什刹海冰面被冻得结结实实,太阳一照,亮得晃眼。
冰场上热闹得翻了天,穿军大衣的小伙子们勾着肩搭着背,你追我赶地飙速,冰刀划开冰面,溅起细碎的冰碴子;滑花样的女孩儿像燕子似的掠过冰面,引来阵阵叫好;半大的孩子坐在木头冰车上,被大人拽着满场跑,尖叫声、笑闹声、冰车轱辘的咕噜声混在一起,顺着风飘出去老远。
冰场门口,支着几个租冰鞋的摊子,厚木板上摆着大大小小的皮冰鞋,单刀的、双刀的,刃都磨得锃亮。
老板裹着厚棉袄,跺着脚扯着嗓子吆喝:“租冰鞋了啊!国营厂子出的新冰鞋!新磨的冰刀!五毛钱一双!不限时!不好滑不要钱!”
时墨穿着蓝布厚棉袄,围着妈妈新织的大红围巾,把半张脸都埋在围巾里,只露着一双亮晶晶的眼睛,正牵着时建军的胳膊往冰场门口走。
刚拐过弯,就看见周晓娟挥着手朝她跑过来,脑后的麻花辫甩得飞起,身后还跟着沈岩和四五个话剧社的同学。
“墨墨!你可算来了!我们都等你好一会儿了!”
周晓娟跑到她面前,笑得一脸灿烂,嘴里呼出的白气在冷空气中瞬间散了。
“路上有点堵车。来晚了,不好意思啊。”
时墨笑着回应,余光扫了眼身边——她哥今天特意理了发,穿着那件过年才上身的军大衣,站得笔直,眼神不自觉地往周晓娟身上飘。

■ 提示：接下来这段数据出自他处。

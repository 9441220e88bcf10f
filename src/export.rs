/*!
Document serialization: JSON and YAML rendering plus file output.
*/

use crate::{
    error::{SchemaError, SchemaResult},
    specification::ApiSpec,
};
use std::path::Path;
use tracing::debug;

impl ApiSpec {
    /// Render the document as compact JSON
    pub fn to_json(&self) -> SchemaResult<String> {
        Ok(serde_json::to_string(self)?)
    }

    /// Render the document as pretty-printed JSON
    pub fn to_json_pretty(&self) -> SchemaResult<String> {
        Ok(serde_json::to_string_pretty(self)?)
    }

    /// Render the document as YAML
    pub fn to_yaml(&self) -> SchemaResult<String> {
        Ok(serde_yaml::to_string(self)?)
    }

    /// Write the document to a file, choosing the format from the
    /// extension: `.yaml`/`.yml` renders YAML, `.json` renders JSON.
    pub fn save_to_file<P: AsRef<Path>>(&self, path: P) -> SchemaResult<()> {
        let path = path.as_ref();
        let extension = path
            .extension()
            .and_then(|e| e.to_str())
            .map(|e| e.to_lowercase())
            .unwrap_or_default();

        let content = match extension.as_str() {
            "yaml" | "yml" => self.to_yaml()?,
            "json" => self.to_json_pretty()?,
            other => {
                return Err(SchemaError::export_error(format!(
                    "unsupported extension: {:?}",
                    other
                )))
            }
        };

        std::fs::write(path, content)?;
        debug!(path = %path.display(), "specification written");
        Ok(())
    }
}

沈岩也穿着一身干净的军大衣,看见时墨,连忙上前两步,打招呼:“时墨,好久不见!”
“好久不见,沈岩。”
时墨笑着点了点头。
周晓娟挽住她的胳膊,凑到她耳边,压低声音,带着点歉意解释:“墨墨,对不住啊,我也没料到他们都要来。沈岩不知道从哪儿听说咱俩约了滑冰,非要拉着话剧社的同学一块儿来,说人多热闹。我想着都是一个社的同学,不好驳面子,就……”
“没事,人多更热闹。”
时墨拍了拍她的手,毫不在意地笑了笑。
话音刚落,旁边又走过来几个人。
为首的正是秦野,穿着一身挺括的藏蓝色棉袄,围着条深灰色羊毛围巾,双手插在兜里,身姿挺拔。看见时墨的那一刻,他原本没什么表情的脸瞬间亮了,眼睛里像落了星星,快步走了过来。

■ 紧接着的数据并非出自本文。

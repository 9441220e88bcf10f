/*!
Fluent endpoint builder.

A configuration-accumulation façade over [`Endpoint`]: methods chain,
nothing is computed until the endpoint is registered on an [`ApiSpec`]
and its schema references are expanded.

[`ApiSpec`]: crate::specification::ApiSpec
*/

use crate::{
    shape::{Shaped, TypeShape},
    specification::{Endpoint, Parameter, Response, SchemaRef, SecurityRequirement},
    types::ParameterType,
};

/// Builder for one endpoint definition.
#[derive(Debug, Clone)]
pub struct EndpointBuilder {
    endpoint: Endpoint,
}

impl Endpoint {
    /// Start building an endpoint for a method and path.
    ///
    /// Consumes and produces default to `application/json`; the
    /// operation id defaults to the lowercased method followed by the
    /// camel-cased path (`get` + `/pets/{id}` = `getPetsId`).
    pub fn builder(method: &str, path: &str) -> EndpointBuilder {
        let method = method.to_uppercase();
        let endpoint = Endpoint {
            operation_id: format!("{}{}", method.to_lowercase(), camel(path)),
            method,
            path: path.to_string(),
            produces: vec!["application/json".to_string()],
            consumes: vec!["application/json".to_string()],
            ..Default::default()
        };
        EndpointBuilder { endpoint }
    }
}

impl EndpointBuilder {
    pub fn summary(mut self, summary: &str) -> Self {
        self.endpoint.summary = Some(summary.to_string());
        self
    }

    pub fn description(mut self, description: &str) -> Self {
        self.endpoint.description = Some(description.to_string());
        self
    }

    pub fn operation_id(mut self, operation_id: &str) -> Self {
        self.endpoint.operation_id = operation_id.to_string();
        self
    }

    pub fn tag(mut self, tag: &str) -> Self {
        self.endpoint.tags.push(tag.to_string());
        self
    }

    pub fn consumes(mut self, media_types: &[&str]) -> Self {
        self.endpoint.consumes = media_types.iter().map(|m| m.to_string()).collect();
        self
    }

    pub fn produces(mut self, media_types: &[&str]) -> Self {
        self.endpoint.produces = media_types.iter().map(|m| m.to_string()).collect();
        self
    }

    pub fn deprecated(mut self) -> Self {
        self.endpoint.deprecated = Some(true);
        self
    }

    /// Define a path parameter
    pub fn path_param(
        self,
        name: &str,
        kind: ParameterType,
        description: &str,
        required: bool,
    ) -> Self {
        self.typed_param("path", name, kind, description, None, required)
    }

    /// Define a path parameter with a default value
    pub fn path_param_default(
        self,
        name: &str,
        kind: ParameterType,
        description: &str,
        default: &str,
        required: bool,
    ) -> Self {
        self.typed_param("path", name, kind, description, Some(default), required)
    }

    /// Define a query parameter
    pub fn query_param(
        self,
        name: &str,
        kind: ParameterType,
        description: &str,
        required: bool,
    ) -> Self {
        self.typed_param("query", name, kind, description, None, required)
    }

    /// Define a query parameter with a default value
    pub fn query_param_default(
        self,
        name: &str,
        kind: ParameterType,
        description: &str,
        default: &str,
        required: bool,
    ) -> Self {
        self.typed_param("query", name, kind, description, Some(default), required)
    }

    fn typed_param(
        mut self,
        location: &str,
        name: &str,
        kind: ParameterType,
        description: &str,
        default: Option<&str>,
        required: bool,
    ) -> Self {
        self.endpoint.parameters.push(Parameter {
            name: name.to_string(),
            location: location.to_string(),
            description: if description.is_empty() {
                None
            } else {
                Some(description.to_string())
            },
            required,
            kind: Some(kind),
            default: default.map(|d| d.to_string()),
            schema: None,
        });
        self
    }

    /// Define a body parameter from a [`Shaped`] type, as commonly
    /// used with POST, PUT and PATCH
    pub fn body<T: Shaped>(self, description: &str, required: bool) -> Self {
        self.body_shape(T::shape(), description, required)
    }

    /// Define a body parameter from an explicit shape
    pub fn body_shape(mut self, shape: TypeShape, description: &str, required: bool) -> Self {
        self.endpoint.parameters.push(Parameter {
            name: "body".to_string(),
            location: "body".to_string(),
            description: if description.is_empty() {
                None
            } else {
                Some(description.to_string())
            },
            required,
            kind: None,
            default: None,
            schema: Some(SchemaRef::from_shape(shape)),
        });
        self
    }

    /// Set the response for a status code; may be used multiple times
    /// with different codes
    pub fn response(mut self, code: u16, response: Response) -> Self {
        self.endpoint.responses.insert(code.to_string(), response);
        self
    }

    /// Shorthand for a 200 response
    pub fn ok(self, response: Response) -> Self {
        self.response(200, response)
    }

    /// Require a security scheme with the given scopes; may be used
    /// multiple times to offer alternatives
    pub fn security(mut self, scheme: &str, scopes: &[&str]) -> Self {
        let mut requirement = SecurityRequirement::new();
        requirement.insert(
            scheme.to_string(),
            scopes.iter().map(|s| s.to_string()).collect(),
        );
        self.endpoint
            .security
            .get_or_insert_with(Vec::new)
            .push(requirement);
        self
    }

    /// Opt the endpoint out of security entirely; overrides any scheme
    /// set earlier and serializes as an empty requirement list
    pub fn no_security(mut self) -> Self {
        self.endpoint.security = Some(Vec::new());
        self
    }

    pub fn build(self) -> Endpoint {
        self.endpoint
    }
}

/// Camel-case a path pattern: split on separators and braces, uppercase
/// each segment's first letter, drop everything else.
fn camel(path: &str) -> String {
    path.split(|c: char| !c.is_alphanumeric())
        .filter(|segment| !segment.is_empty())
        .map(|segment| {
            let mut chars = segment.chars();
            match chars.next() {
                Some(first) => first.to_uppercase().collect::<String>() + chars.as_str(),
                None => String::new(),
            }
        })
        .collect()
}

#[cfg(test)]
mod tests {
    use super::*;
    use crate::shape::{FieldShape, RecordShape};

    #[test]
    fn test_builder_defaults() {
        let endpoint = Endpoint::builder("get", "/pets/{id}").build();
        assert_eq!(endpoint.method, "GET");
        assert_eq!(endpoint.path, "/pets/{id}");
        assert_eq!(endpoint.operation_id, "getPetsId");
        assert_eq!(endpoint.produces, vec!["application/json".to_string()]);
        assert_eq!(endpoint.consumes, vec!["application/json".to_string()]);
    }

    #[test]
    fn test_camel() {
        assert_eq!(camel("/pets"), "Pets");
        assert_eq!(camel("/pets/{id}"), "PetsId");
        assert_eq!(camel("/store/order-items"), "StoreOrderItems");
    }

    #[test]
    fn test_typed_params() {
        let endpoint = Endpoint::builder("get", "/pets/{id}")
            .path_param("id", ParameterType::Integer, "pet id", true)
            .query_param_default("limit", ParameterType::Integer, "page size", "20", false)
            .build();

        assert_eq!(endpoint.parameters.len(), 2);
        let id = &endpoint.parameters[0];
        assert_eq!(id.location, "path");
        assert_eq!(id.kind, Some(ParameterType::Integer));
        assert!(id.required);

        let limit = &endpoint.parameters[1];
        assert_eq!(limit.location, "query");
        assert_eq!(limit.default.as_deref(), Some("20"));
        assert!(!limit.required);
    }

    #[test]
    fn test_body_parameter() {
        let pet = TypeShape::record(RecordShape::new("Pet").field(FieldShape::of::<String>("Name")));
        let endpoint = Endpoint::builder("post", "/pets")
            .body_shape(pet, "the pet to add", true)
            .build();

        let body = &endpoint.parameters[0];
        assert_eq!(body.name, "body");
        assert_eq!(body.location, "body");
        assert!(body.kind.is_none());
        assert_eq!(
            body.schema.as_ref().unwrap().reference,
            "#/definitions/Pet"
        );
    }

    #[test]
    fn test_responses() {
        let endpoint = Endpoint::builder("get", "/pets")
            .ok(Response::new("success"))
            .response(404, Response::new("not found"))
            .build();

        assert_eq!(endpoint.responses.len(), 2);
        assert_eq!(endpoint.responses["200"].description, "success");
        assert_eq!(endpoint.responses["404"].description, "not found");
    }

    #[test]
    fn test_security_requirements() {
        let endpoint = Endpoint::builder("delete", "/pets/{id}")
            .security("petstore_auth", &["write:pets", "read:pets"])
            .security("api_key", &[])
            .build();

        let security = endpoint.security.as_ref().unwrap();
        assert_eq!(security.len(), 2);
        assert_eq!(
            security[0]["petstore_auth"],
            vec!["write:pets".to_string(), "read:pets".to_string()]
        );
        assert!(security[1]["api_key"].is_empty());
    }

    #[test]
    fn test_no_security_clears_requirements() {
        let endpoint = Endpoint::builder("get", "/health")
            .security("api_key", &[])
            .no_security()
            .build();

        assert_eq!(endpoint.security, Some(Vec::new()));
    }

    #[test]
    fn test_overrides_and_flags() {
        let endpoint = Endpoint::builder("put", "/pets")
            .summary("update")
            .description("update a pet")
            .operation_id("updatePet")
            .tag("pets")
            .consumes(&["application/xml"])
            .produces(&["application/xml"])
            .deprecated()
            .build();

        assert_eq!(endpoint.operation_id, "updatePet");
        assert_eq!(endpoint.tags, vec!["pets".to_string()]);
        assert_eq!(endpoint.consumes, vec!["application/xml".to_string()]);
        assert_eq!(endpoint.deprecated, Some(true));
    }
}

他身后还跟着两个同班的男同学,看见时墨,都嬉皮笑脸地打招呼:“时墨!这么巧啊!”
“你们怎么也来了?”
时墨有点意外。
“来滑冰啊!谁承想刚到门口就碰见你了,这不是缘分嘛!”
秦野笑得一脸灿烂,目光牢牢锁在时墨身上,又飞快地扫了一眼她身边的时建军,眼神里闪过一丝了然,立刻主动伸出手,笑着打招呼:“这位就是时哥吧?总听时墨提起你,我是她同班同学秦野。”
“对,我哥,时建军。”
时墨顺势介绍,“哥,这是我同学秦野,这位是沈岩,这几个是晓娟话剧社的同学。”
时建军连忙收回落在周晓娟身上的目光,对着众人点了点头:“你们好。”
“时哥好!”
秦野一口一个“哥”
,喊得格外亲热,瞬间就拉进了距离,“时哥也常来滑冰?”
“嗨,年轻时候常来,这几年工作忙,来得少了。就是陪我妹妹过来玩玩。”
时建军被他喊得有点不好意思,笑了笑。
一群人说说笑笑地往冰场里走,秦野走在时墨身边,脚步都刻意放慢了配合她的速度。
到了租冰鞋的摊子前,时墨刚要掏钱包,秦野已经一步抢在了前面,对着老板熟门熟路地说:“老板,38码女款冰鞋一双,43码男款三双,都要单刀的,刃磨得最好的那种!”
时墨差异道:“你怎么知道我穿38码?”
秦野耳尖微微发红,慌乱解释道:“我,我上次无意中听到你跟同学聊天说的,就记住了。”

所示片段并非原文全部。